A situação do antigo Saara Espanhol continua no impasse de 44 anos atrás. A Frente Polisário, grupo nacionalista, quer a criação de um novo país, cujo solo é desértico, mas com grandes reservas de fosfato no subsolo. Fora isto, a outra grande riqueza do território é a pesca marinha. A Argélia apoia a criação de um novo país no território descolonizado e o Marrocos quer ampliar seus domínios incorporando o antigo Saara Espanhol. O pato é o povo do Saara. A patinha charmosa é o Marrocos, que deseja sentar no colo de Donald. O sobrinho é o outro Donald – o Trump –, que oferece o colo alheio para se tornar simpático aos olhos da bela patinha.

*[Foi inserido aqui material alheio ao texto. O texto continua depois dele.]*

//! YouTube Data API v3 client.
//!
//! This module provides a typed client for the read-only, API-key
//! authenticated endpoints this crate consumes: live-event search, channel
//! resolution, playlist listing, and single-video lookup.
//!
//! # Layering
//!
//! Everything here is the *fallible* layer: operations return
//! [`eyre::Result`] and keep transport failures, API errors, and malformed
//! responses distinct from legitimate empty results. The fail-soft collapse
//! to "no results" that the browsing surface presents happens one level up,
//! in [`crate::feed`], never here.
//!
//! # Example Usage
//!
//! ```rust,no_run
//! use darshan_live::youtube_api::YouTubeClient;
//!
//! # async fn example() -> eyre::Result<()> {
//! let yt = YouTubeClient::new("AIza...", reqwest::Client::new());
//!
//! let results = yt.search_live("ganga aarti varanasi live", 10).await?;
//! for result in &results.items {
//!     println!("{} ({})", result.snippet.title, result.id.video_id);
//! }
//! # Ok(())
//! # }
//! ```

pub mod channels;
pub mod client;
pub mod playlists;
pub mod search;
pub mod types;
pub mod videos;

// Re-export main types for convenience
pub use client::YouTubeClient;
pub use types::{PageInfo, Thumbnail, Thumbnails};

// Re-export commonly used types from each module
pub use channels::{Channel, ChannelContentDetails, ChannelListResponse, RelatedPlaylists};

pub use playlists::{PlaylistItem, PlaylistItemListResponse, PlaylistItemSnippet, ResourceId};

pub use search::{SearchListResponse, SearchResult, SearchResultId, SearchSnippet};

pub use videos::{LiveStreamingDetails, Video, VideoListResponse, VideoSnippet};
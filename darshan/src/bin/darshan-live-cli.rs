use clap::{Parser, Subcommand};
use darshan_live::{DarshanFeed, VideoRecord, YouTubeClient, directory};
use eyre::Context;
use std::io::IsTerminal;
use tokio_stream::StreamExt;
use tracing::level_filters::LevelFilter;
use tracing_subscriber::EnvFilter;

/// Browse live temple darshans from the terminal.
#[derive(Debug, Parser)]
#[command(name = "darshan-live-cli")]
struct Cli {
    /// YouTube Data API v3 key. Not needed for the `channels` directory.
    #[arg(long, env = "YOUTUBE_API_KEY", global = true)]
    api_key: Option<String>,

    #[command(subcommand)]
    command: Command,
}

#[derive(Debug, Subcommand)]
enum Command {
    /// The featured feed: curated searches merged into one deduplicated list.
    Featured {
        /// Maximum number of videos to return.
        #[arg(long, default_value_t = 20)]
        max: u32,
    },
    /// A single live search for a free-text query.
    Search {
        query: String,
        /// Maximum number of videos to return.
        #[arg(long, default_value_t = 10)]
        max: u32,
    },
    /// A temple channel's uploaded videos, newest first.
    Channel {
        channel_id: String,
        /// Maximum number of videos to return.
        #[arg(long, default_value_t = 10, conflicts_with = "all")]
        max: u32,
        /// Walk the channel's entire uploads playlist instead.
        #[arg(long)]
        all: bool,
    },
    /// Full metadata for one video.
    Video { video_id: String },
    /// The curated temple channel directory.
    Channels {
        /// Only temples in India.
        #[arg(long, conflicts_with = "international")]
        domestic: bool,
        /// Only temples abroad.
        #[arg(long)]
        international: bool,
    },
}

#[tokio::main]
async fn main() -> eyre::Result<()> {
    tracing_subscriber::fmt()
        .with_env_filter(
            EnvFilter::builder()
                .with_default_directive(LevelFilter::INFO.into())
                .from_env_lossy(),
        )
        .with_ansi(std::io::stdout().is_terminal())
        .init();

    let cli = Cli::parse();

    if let Command::Channels {
        domestic,
        international,
    } = &cli.command
    {
        let channels = if *domestic {
            directory::domestic()
        } else if *international {
            directory::international()
        } else {
            directory::temple_channels()
        };
        for channel in channels {
            println!("{:<24} {} ({})", channel.id, channel.name, channel.location);
        }
        return Ok(());
    }

    let api_key = cli.api_key.ok_or_else(|| {
        eyre::eyre!("an API key is required: pass --api-key or set YOUTUBE_API_KEY")
    })?;
    let feed = DarshanFeed::new(YouTubeClient::new(api_key, reqwest::Client::new()));

    match cli.command {
        Command::Featured { max } => {
            for video in feed.featured_live_darshans(max).await {
                print_video(&video);
            }
        }
        Command::Search { query, max } => {
            for video in feed.search_live_darshans(&query, max).await {
                print_video(&video);
            }
        }
        Command::Channel {
            channel_id,
            max,
            all,
        } => {
            if all {
                let uploads = feed.stream_channel_uploads(&channel_id);
                let mut uploads = std::pin::pin!(uploads);
                while let Some(video) = uploads.next().await {
                    let video = video.context("walk channel uploads")?;
                    print_video(&video);
                }
            } else {
                for video in feed.channel_videos(&channel_id, max).await {
                    print_video(&video);
                }
            }
        }
        Command::Video { video_id } => match feed.video_details(&video_id).await {
            Some(video) => print_video(&video),
            None => println!("no video found for id {video_id}"),
        },
        Command::Channels { .. } => unreachable!("handled above"),
    }

    Ok(())
}

fn print_video(video: &VideoRecord) {
    let flag = if video.is_live { "LIVE" } else { "    " };
    println!("[{flag}] {} -- {}", video.title, video.channel_title);
    println!("       published: {}", video.published_at);
    println!("       watch:     {}", video.embed_url);
}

Território arenoso do Saara


Relações diplomáticas são instrumento de paz. Devemos reconhecê-las desde que justas. Israel não pode aceitar o estabelecimento de relações de paz com países até então inimigos sem reconhecer o direito palestino a um Estado e sem devolver terras da Cisjordânia em que está se expandindo com assentamentos judeus. Embora eu não goste muito da figura do Estado Nacional e entenda que já existe um número muito grande dele no mundo, defendo primeiro a justiça. Em segundo lugar, reconhecer que Marrocos tem direito sobre o antigo Saara Espanhol é acentuar um conflito já existente que agora pode se transformar em guerra aberta. A nacionalista Frente Polisário deve se aproximar mais da Argélia, que pode transformar uma guerra fria com Marrocos em guerra quente. Essa é uma batata fervente que Donald Trump deixa para o velho Joe Biden esfriar e comer.